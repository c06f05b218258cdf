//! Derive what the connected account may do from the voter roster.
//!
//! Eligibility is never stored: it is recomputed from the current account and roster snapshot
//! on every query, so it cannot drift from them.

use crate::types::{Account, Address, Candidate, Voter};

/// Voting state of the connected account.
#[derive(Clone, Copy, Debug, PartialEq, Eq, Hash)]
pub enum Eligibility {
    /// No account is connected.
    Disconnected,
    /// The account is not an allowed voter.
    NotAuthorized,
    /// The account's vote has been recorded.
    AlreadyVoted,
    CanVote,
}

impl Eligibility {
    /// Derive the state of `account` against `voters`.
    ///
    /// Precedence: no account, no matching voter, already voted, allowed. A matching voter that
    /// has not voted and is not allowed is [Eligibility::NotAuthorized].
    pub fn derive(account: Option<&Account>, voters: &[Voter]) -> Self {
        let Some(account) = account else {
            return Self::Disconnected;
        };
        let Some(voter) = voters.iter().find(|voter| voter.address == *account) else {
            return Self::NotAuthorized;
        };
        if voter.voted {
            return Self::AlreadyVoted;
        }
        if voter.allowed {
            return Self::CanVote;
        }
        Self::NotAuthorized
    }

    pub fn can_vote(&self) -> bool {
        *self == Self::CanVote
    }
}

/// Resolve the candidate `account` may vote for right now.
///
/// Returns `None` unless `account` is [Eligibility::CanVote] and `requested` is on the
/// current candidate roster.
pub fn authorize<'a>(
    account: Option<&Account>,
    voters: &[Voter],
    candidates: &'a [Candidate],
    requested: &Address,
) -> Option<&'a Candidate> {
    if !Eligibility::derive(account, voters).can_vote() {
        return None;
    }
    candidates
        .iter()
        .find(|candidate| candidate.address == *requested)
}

◆ ◆ ◆ ◆

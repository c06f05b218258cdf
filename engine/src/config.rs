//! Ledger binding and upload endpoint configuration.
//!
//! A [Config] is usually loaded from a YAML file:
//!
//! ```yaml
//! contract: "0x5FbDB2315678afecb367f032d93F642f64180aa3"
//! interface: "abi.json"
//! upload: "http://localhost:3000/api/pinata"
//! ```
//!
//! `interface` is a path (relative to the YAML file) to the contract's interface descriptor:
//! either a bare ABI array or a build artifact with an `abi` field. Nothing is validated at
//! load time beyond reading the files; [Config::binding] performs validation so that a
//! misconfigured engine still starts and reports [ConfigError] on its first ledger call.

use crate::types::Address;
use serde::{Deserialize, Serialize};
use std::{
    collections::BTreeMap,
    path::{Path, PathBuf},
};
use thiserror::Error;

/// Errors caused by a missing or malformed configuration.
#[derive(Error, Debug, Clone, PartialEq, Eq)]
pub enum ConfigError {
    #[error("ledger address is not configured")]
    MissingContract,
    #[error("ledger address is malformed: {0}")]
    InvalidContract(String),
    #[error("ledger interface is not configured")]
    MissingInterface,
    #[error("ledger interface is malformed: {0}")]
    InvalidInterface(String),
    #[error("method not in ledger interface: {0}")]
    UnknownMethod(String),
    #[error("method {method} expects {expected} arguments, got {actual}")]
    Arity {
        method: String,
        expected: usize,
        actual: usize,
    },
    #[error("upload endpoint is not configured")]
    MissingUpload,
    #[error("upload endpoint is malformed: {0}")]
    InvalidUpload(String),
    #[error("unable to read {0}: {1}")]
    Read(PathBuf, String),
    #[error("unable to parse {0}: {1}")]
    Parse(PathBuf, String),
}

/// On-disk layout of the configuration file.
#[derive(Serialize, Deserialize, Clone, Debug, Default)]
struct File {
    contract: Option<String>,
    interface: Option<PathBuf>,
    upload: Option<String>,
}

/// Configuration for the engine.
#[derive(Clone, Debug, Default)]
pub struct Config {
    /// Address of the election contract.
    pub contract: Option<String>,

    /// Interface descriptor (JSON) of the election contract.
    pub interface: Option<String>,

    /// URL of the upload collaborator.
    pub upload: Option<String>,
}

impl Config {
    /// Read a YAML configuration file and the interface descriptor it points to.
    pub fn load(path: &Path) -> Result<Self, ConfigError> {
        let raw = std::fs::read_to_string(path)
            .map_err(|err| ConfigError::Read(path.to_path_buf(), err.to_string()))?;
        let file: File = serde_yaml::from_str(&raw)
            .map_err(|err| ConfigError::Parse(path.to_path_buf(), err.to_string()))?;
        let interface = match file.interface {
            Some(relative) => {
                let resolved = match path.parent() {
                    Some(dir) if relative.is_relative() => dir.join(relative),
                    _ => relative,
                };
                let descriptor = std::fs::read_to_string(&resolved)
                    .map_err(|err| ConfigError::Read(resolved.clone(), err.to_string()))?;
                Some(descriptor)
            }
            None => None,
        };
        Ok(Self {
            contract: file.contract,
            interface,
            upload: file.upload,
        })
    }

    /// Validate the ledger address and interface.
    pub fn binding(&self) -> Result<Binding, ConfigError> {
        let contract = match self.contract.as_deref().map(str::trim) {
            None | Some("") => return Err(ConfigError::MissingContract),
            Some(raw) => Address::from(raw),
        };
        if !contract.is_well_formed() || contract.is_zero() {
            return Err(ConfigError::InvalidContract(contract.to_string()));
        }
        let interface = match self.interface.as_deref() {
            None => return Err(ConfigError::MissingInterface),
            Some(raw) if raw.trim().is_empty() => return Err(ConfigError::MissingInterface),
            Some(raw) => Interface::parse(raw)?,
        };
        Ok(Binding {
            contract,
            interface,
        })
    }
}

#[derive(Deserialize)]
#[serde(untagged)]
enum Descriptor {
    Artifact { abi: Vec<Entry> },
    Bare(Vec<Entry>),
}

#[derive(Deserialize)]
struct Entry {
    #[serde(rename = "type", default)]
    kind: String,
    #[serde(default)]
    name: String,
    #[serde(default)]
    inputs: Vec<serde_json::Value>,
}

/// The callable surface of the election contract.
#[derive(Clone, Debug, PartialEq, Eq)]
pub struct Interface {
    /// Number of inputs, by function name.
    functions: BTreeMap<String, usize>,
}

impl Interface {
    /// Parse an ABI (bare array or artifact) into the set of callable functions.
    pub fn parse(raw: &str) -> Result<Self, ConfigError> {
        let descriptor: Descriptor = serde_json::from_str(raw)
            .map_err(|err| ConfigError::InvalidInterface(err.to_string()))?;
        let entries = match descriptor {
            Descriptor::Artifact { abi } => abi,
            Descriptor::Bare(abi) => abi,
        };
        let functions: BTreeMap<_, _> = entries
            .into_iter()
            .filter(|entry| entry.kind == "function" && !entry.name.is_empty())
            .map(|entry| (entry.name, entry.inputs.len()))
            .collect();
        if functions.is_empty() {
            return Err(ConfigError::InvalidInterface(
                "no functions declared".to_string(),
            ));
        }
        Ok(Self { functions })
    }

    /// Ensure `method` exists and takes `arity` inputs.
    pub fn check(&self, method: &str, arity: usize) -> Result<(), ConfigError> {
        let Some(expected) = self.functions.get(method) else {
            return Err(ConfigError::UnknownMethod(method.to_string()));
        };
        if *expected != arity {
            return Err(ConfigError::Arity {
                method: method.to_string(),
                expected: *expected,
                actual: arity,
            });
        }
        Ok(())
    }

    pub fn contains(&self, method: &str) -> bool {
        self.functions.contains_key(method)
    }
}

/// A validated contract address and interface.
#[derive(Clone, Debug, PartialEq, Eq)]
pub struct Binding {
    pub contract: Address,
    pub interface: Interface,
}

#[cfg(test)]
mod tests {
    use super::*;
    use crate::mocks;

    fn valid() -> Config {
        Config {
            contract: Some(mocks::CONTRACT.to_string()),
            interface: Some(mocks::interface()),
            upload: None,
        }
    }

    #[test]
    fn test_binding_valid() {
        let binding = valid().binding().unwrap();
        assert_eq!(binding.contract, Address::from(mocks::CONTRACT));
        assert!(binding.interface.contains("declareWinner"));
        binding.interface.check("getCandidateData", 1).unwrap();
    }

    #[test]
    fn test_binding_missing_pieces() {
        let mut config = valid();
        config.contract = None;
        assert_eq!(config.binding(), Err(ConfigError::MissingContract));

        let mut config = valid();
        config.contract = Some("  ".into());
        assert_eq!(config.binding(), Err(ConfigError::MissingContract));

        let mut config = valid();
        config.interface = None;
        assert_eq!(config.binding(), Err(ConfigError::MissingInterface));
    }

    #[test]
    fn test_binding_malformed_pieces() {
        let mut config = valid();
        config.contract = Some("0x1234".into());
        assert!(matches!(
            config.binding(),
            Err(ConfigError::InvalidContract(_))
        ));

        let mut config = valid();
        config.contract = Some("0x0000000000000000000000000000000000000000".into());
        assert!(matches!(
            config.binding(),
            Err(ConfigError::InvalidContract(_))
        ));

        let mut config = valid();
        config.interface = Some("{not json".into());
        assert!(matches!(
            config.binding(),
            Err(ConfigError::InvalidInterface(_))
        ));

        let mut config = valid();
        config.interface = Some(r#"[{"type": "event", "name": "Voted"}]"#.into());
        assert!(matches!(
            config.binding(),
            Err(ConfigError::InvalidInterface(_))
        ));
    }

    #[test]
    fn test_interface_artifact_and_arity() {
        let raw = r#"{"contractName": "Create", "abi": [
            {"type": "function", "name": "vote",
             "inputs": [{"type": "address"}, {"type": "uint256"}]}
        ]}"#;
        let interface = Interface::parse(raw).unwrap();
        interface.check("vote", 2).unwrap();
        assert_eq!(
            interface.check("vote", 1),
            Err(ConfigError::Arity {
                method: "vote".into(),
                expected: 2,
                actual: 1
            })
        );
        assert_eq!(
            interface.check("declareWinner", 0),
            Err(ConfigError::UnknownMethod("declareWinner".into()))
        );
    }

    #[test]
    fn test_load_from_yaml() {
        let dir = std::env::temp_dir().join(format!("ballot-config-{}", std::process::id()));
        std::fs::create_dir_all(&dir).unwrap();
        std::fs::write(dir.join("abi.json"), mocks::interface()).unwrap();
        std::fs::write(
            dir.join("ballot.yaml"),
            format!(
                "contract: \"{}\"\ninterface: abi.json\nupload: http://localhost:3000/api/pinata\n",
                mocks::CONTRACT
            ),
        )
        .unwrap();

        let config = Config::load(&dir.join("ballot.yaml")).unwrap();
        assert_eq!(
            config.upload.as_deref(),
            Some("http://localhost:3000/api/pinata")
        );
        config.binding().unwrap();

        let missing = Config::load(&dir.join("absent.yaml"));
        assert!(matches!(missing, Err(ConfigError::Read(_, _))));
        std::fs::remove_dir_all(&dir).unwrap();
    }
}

◆ ◆ ◆ ◆

_What you will do_.
When the word "pinata" occurs in a line above, list that line.

_Problem solution_.
//! upload: "http://localhost:3000/api/pinata"
                "contract: \"{}\"\ninterface: abi.json\nupload: http://localhost:3000/api/pinata\n",
            Some("http://localhost:3000/api/pinata")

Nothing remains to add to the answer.